You're reading: Two civilians killed, two wounded overnight by shelling in Luhansk Oblast (UPDATED)

A shell fired by Russian-led forces hit a house in a village of Troitske in Luhansk Oblast early on May 18, killing a father and a 13-year-old boy and wounding the mother of the family and an elder son, Pavlo Zhebrivsky, the head of Donetsk Oblast’s Military and Civilian Administration has reported on his Facebook page.

Zhebrivsky earlier reported that the mother of the family died in hospital but corrected his report later saying that a 36-year-old woman was alive but remained in a critical condition at the intensive care unit at a hospital in Lysychansk city.

The eldest son in the family of four was wounded in the leg by the shell blast.

“The shelling started at night — they all went downstairs to the basement and were there for quite a while,” Zhebrivsky wrote.

“When they thought the danger was gone, they came out of the basement and suddenly the last shell flew in.”

Zhebrivsky added that the family lived in the town of Myronivsky in Donetsk Oblast, but had a summer house in Troitske, a village of 1,400 residents, located just 20 kilometers from the area controlled by the Russian-led troops and just next to the Svitlodarsk bulge
— a salient in the defensive line of Ukraine’s army.
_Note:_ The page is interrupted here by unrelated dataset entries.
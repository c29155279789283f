//! Application lifecycle management
//!
//! Startup, the main loop and shutdown, kept out of main.rs so the binary
//! only parses arguments.

use crate::app::model::Model;
use crate::components::common::Msg;
use crate::config::{self, ConfigLoadResult, LoadOptions};
use crate::error::AppError;
use crate::logger;

use anyhow::{Context, anyhow};
use log::{debug, error, info};
use tuirealm::Update;
use tuirealm::application::PollStrategy;
use tuirealm::terminal::CrosstermTerminalAdapter;

/// Application initialization and lifecycle management
pub struct ApplicationLifecycle;

impl ApplicationLifecycle {
    /// Load configuration, start logging and build the model
    pub fn initialize(options: &LoadOptions) -> anyhow::Result<Model<CrosstermTerminalAdapter>> {
        Self::load_configuration(options)?;

        if let Err(e) = logger::setup_logger() {
            eprintln!("Failed to initialize logger: {e}");
        }
        info!("Starting scrollback");

        let model = Model::new().context("Failed to initialize application model")?;
        info!("Model initialized successfully");
        Ok(model)
    }

    /// Configuration errors are printed before the terminal is taken over,
    /// so they stay readable after exit.
    fn load_configuration(options: &LoadOptions) -> anyhow::Result<()> {
        let result = config::init_config(options);
        if let ConfigLoadResult::ValidationError(errors) = result {
            for validation_error in errors {
                eprintln!("Config error: {}", validation_error.user_message());
            }
        }

        match result.error_message() {
            Some(message) => Err(anyhow!("Configuration error: {message}")),
            None => Ok(()),
        }
    }

    /// Setup terminal for application use
    pub fn setup_terminal(model: &mut Model<CrosstermTerminalAdapter>) -> anyhow::Result<()> {
        debug!("Entering alternate screen");
        model
            .terminal
            .enter_alternate_screen()
            .map_err(|e| anyhow!("Failed to enter alternate screen: {e}"))?;
        model
            .terminal
            .enable_raw_mode()
            .map_err(|e| anyhow!("Failed to enable raw mode: {e}"))?;
        Ok(())
    }

    /// Run the main application loop
    pub fn run_application_loop(model: &mut Model<CrosstermTerminalAdapter>) -> anyhow::Result<()> {
        info!("Entering main application loop");

        while !model.quit {
            Self::process_single_iteration(model)?;
        }

        Ok(())
    }

    /// Process a single iteration of the main loop
    fn process_single_iteration(model: &mut Model<CrosstermTerminalAdapter>) -> anyhow::Result<()> {
        // Settlements first, so a page that arrived during the last poll is
        // on screen before the next key press is handled
        model.update_outside_msg();

        match model.app.tick(PollStrategy::Once) {
            Err(err) => {
                error!("Application tick error: {err:?}");
                model.error_reporter.report_simple(
                    AppError::Component(err.to_string()),
                    "Application",
                    "tick",
                );
            }
            Ok(messages) if !messages.is_empty() => {
                Self::process_messages(model, messages);
            }
            _ => {}
        }

        Self::handle_redraw(model);
        Ok(())
    }

    /// Process all received messages
    fn process_messages(model: &mut Model<CrosstermTerminalAdapter>, messages: Vec<Msg>) {
        model.set_redraw(true);
        for msg in messages.into_iter() {
            let mut msg = Some(msg);
            while msg.is_some() {
                msg = model.update(msg);
            }
        }
    }

    /// Handle view redraw if needed
    fn handle_redraw(model: &mut Model<CrosstermTerminalAdapter>) {
        if model.redraw {
            // Cleared before drawing: the first draw mounts the history and
            // asks for a second pass
            model.set_redraw(false);
            if let Err(e) = model.view() {
                model
                    .error_reporter
                    .report_simple(e, "ViewRendering", "main_loop");
            }
        }
    }

    /// Properly shutdown the application
    pub fn shutdown_application(mut model: Model<CrosstermTerminalAdapter>) -> anyhow::Result<()> {
        info!("Application shutdown initiated");
        if !model.quit {
            model.shutdown();
        }

        debug!("Leaving alternate screen");
        let _ = model.terminal.leave_alternate_screen();
        let _ = model.terminal.disable_raw_mode();
        let _ = model.terminal.clear_screen();

        info!("Application terminated successfully");
        Ok(())
    }
}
Ukraine’s Joint Forces Operation reported that Russian-led forces shelled Troitske at about 2 a.m. with 122-millimeter artillery. Ukraine’s military counted 15 explosions in the village.

Fighting continued all over the front line throughout May 17, with six Ukrainian soldiers receiving wounds, the military press service said.

A ceasefire called in April for the period of Orthodox Easter has now broken down, and the fighting in Russia’s war against Ukraine has intensified over the week, raising more fears about the civilians living near the front lines.

On May 17 a shell hit a school in the government-controlled city of Svitlodarsk.

On May 16 a shell also damaged a school in the village of Sakhanka, which is occupied by Russian-led troops, according to a report from the International Committee of the Red Cross.